INTERVENTIONS: Transonic flow probes were surgically placed on the aorta via a left lateral thoracotomy and on the left renal artery. Blood pressure was measured from the femoral artery. Acute bacteraemia shock was induced by injecting Escherichia coli bacteria intravenously. Increasing doses of noradrenaline (0.1, 0.2, 0.3, 0.4, 0.5 microg kg(-1) min(-1)) were infused intravenously for 30 min at 30-min intervals. The model was first validated in four dogs. MEASUREMENTS AND
RESULTS: Mean arterial pressure, central venous pressure, cardiac output, and renal blood flow were measured. Systemic vascular resistance was derived. Induction of bacteraemia decreased mean arterial pressure, central venous pressure and systemic vascular resistance. Cardiac output slightly increased. Noradrenaline produced linear dose-dependent increases in both mean arterial pressure and systemic vascular resistance. The response was attenuated during bacteraemia. Under non-bacteraemic conditions the maximum dose of noradrenaline reduced the renal blood flow from 12+/-1 to 10+/-1 ml kg(-1) min(-1). Bacteraemia further reduced renal blood flow to 7+/-1 ml kg(-1) min(-1), which was partly restored by the maximum dose of noradrenaline to 11+/-3 ml kg(-1) min(-1).

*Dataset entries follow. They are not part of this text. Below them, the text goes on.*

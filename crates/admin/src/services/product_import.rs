//! Product CSV import and export against the catalog API.

use std::io::Read;

use tracing::{info, instrument, warn};

use segishop_core::catalog::{AdminProduct, ProductQuery};
use segishop_core::import::{ImportError, ImportReport, parse_products};
use segishop_core::types::PageRequest;

use crate::api::{ApiError, CatalogApi};

/// Page size used when walking the whole catalog for an export.
pub const EXPORT_PAGE_SIZE: u32 = 100;

/// Creates the valid rows of an import file one at a time.
pub struct ProductImportService<'a> {
    api: &'a dyn CatalogApi,
}

impl<'a> ProductImportService<'a> {
    #[must_use]
    pub const fn new(api: &'a dyn CatalogApi) -> Self {
        Self { api }
    }

    /// Validate the file, then create every valid product.
    ///
    /// Rows the API rejects are recorded in the report; products created
    /// before a failure stay created.
    ///
    /// # Errors
    ///
    /// Returns [`ImportError`] when the file itself is unreadable, empty or
    /// missing required columns. No product is created in that case.
    #[instrument(skip(self, reader))]
    pub async fn import(&self, reader: impl Read + Send) -> Result<ImportReport, ImportError> {
        let parsed = parse_products(reader)?;
        let mut report = ImportReport::from_parsed(&parsed);

        for row in &parsed.valid {
            match self.api.create_product(&row.product).await {
                Ok(created) => {
                    info!(row = row.row, product_id = %created.id, "Imported product");
                    report.record_created();
                }
                Err(e) => {
                    warn!(row = row.row, name = %row.product.name, error = %e, "Product import row failed");
                    report.record_failure(row, &e.user_message());
                }
            }
        }

        info!(
            total = report.total_rows,
            created = report.success_count,
            failed = report.error_count,
            "Product import finished"
        );
        Ok(report)
    }

    /// Every product in the catalog, fetched page by page.
    ///
    /// # Errors
    ///
    /// Returns the first API error; nothing partial is returned.
    #[instrument(skip(self))]
    pub async fn fetch_all(&self) -> Result<Vec<AdminProduct>, ApiError> {
        let mut products = Vec::new();
        let mut request = PageRequest::first(EXPORT_PAGE_SIZE);
        loop {
            let page = self
                .api
                .list_products(&ProductQuery {
                    page: request.page,
                    page_size: request.page_size,
                    ..ProductQuery::default()
                })
                .await?;
            let more = page.has_next() && !page.items.is_empty();
            products.extend(page.items);
            if !more {
                break;
            }
            request = PageRequest::new(request.page + 1, EXPORT_PAGE_SIZE);
        }
        info!(count = products.len(), "Fetched catalog for export");
        Ok(products)
    }
}
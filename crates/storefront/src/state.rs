//! Application state shared across handlers.

use std::sync::Arc;

use crate::api::{ApiError, CartApi, CatalogApi, StoreClient};
use crate::config::StorefrontConfig;
use crate::services::{CartService, CurrencyService, HttpRateSource, RateSource};

/// Application state shared across all handlers.
///
/// Cheaply cloneable via `Arc`. Per-shopper state lives in the session, not
/// here.
#[derive(Clone)]
pub struct AppState {
    inner: Arc<AppStateInner>,
}

struct AppStateInner {
    config: StorefrontConfig,
    catalog: Arc<dyn CatalogApi>,
    carts: Arc<dyn CartApi>,
    currency: CurrencyService,
}

impl AppState {
    /// Build state backed by the real API client.
    ///
    /// # Errors
    ///
    /// Returns error if the HTTP client cannot be built.
    pub fn new(config: StorefrontConfig) -> Result<Self, ApiError> {
        let client = StoreClient::new(&config.api)?;
        let rates = HttpRateSource::new(client.clone(), config.exchange_rate_url.clone());
        Ok(Self::with_backends(
            config,
            Arc::new(client.clone()),
            Arc::new(client),
            Arc::new(rates),
        ))
    }

    /// Build state over arbitrary API implementations.
    #[must_use]
    pub fn with_backends(
        config: StorefrontConfig,
        catalog: Arc<dyn CatalogApi>,
        carts: Arc<dyn CartApi>,
        rates: Arc<dyn RateSource>,
    ) -> Self {
        Self {
            inner: Arc::new(AppStateInner {
                config,
                catalog,
                carts,
                currency: CurrencyService::new(rates),
            }),
        }
    }

    #[must_use]
    pub fn config(&self) -> &StorefrontConfig {
        &self.inner.config
    }

    /// Product and review endpoints of the external API.
    #[must_use]
    pub fn catalog(&self) -> &dyn CatalogApi {
        self.inner.catalog.as_ref()
    }

    #[must_use]
    pub fn cart(&self) -> CartService<'_> {
        CartService::new(self.inner.catalog.as_ref(), self.inner.carts.as_ref())
    }

    #[must_use]
    pub fn currency(&self) -> &CurrencyService {
        &self.inner.currency
    }
}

CONCLUSIONS: Noradrenaline can restore mean arterial pressure in bacteraemic shock and increases in mean arterial pressure are dose-dependent. The noradrenaline response is attenuated by bacteraemic shock. In bacteraemic shock noradrenaline also improves renal perfusion, as perfusion pressure increases. However, renal blood flow is not fully restored, suggesting that an element of impairment of renal blood flow exists due to the bacteraemia or noradrenaline.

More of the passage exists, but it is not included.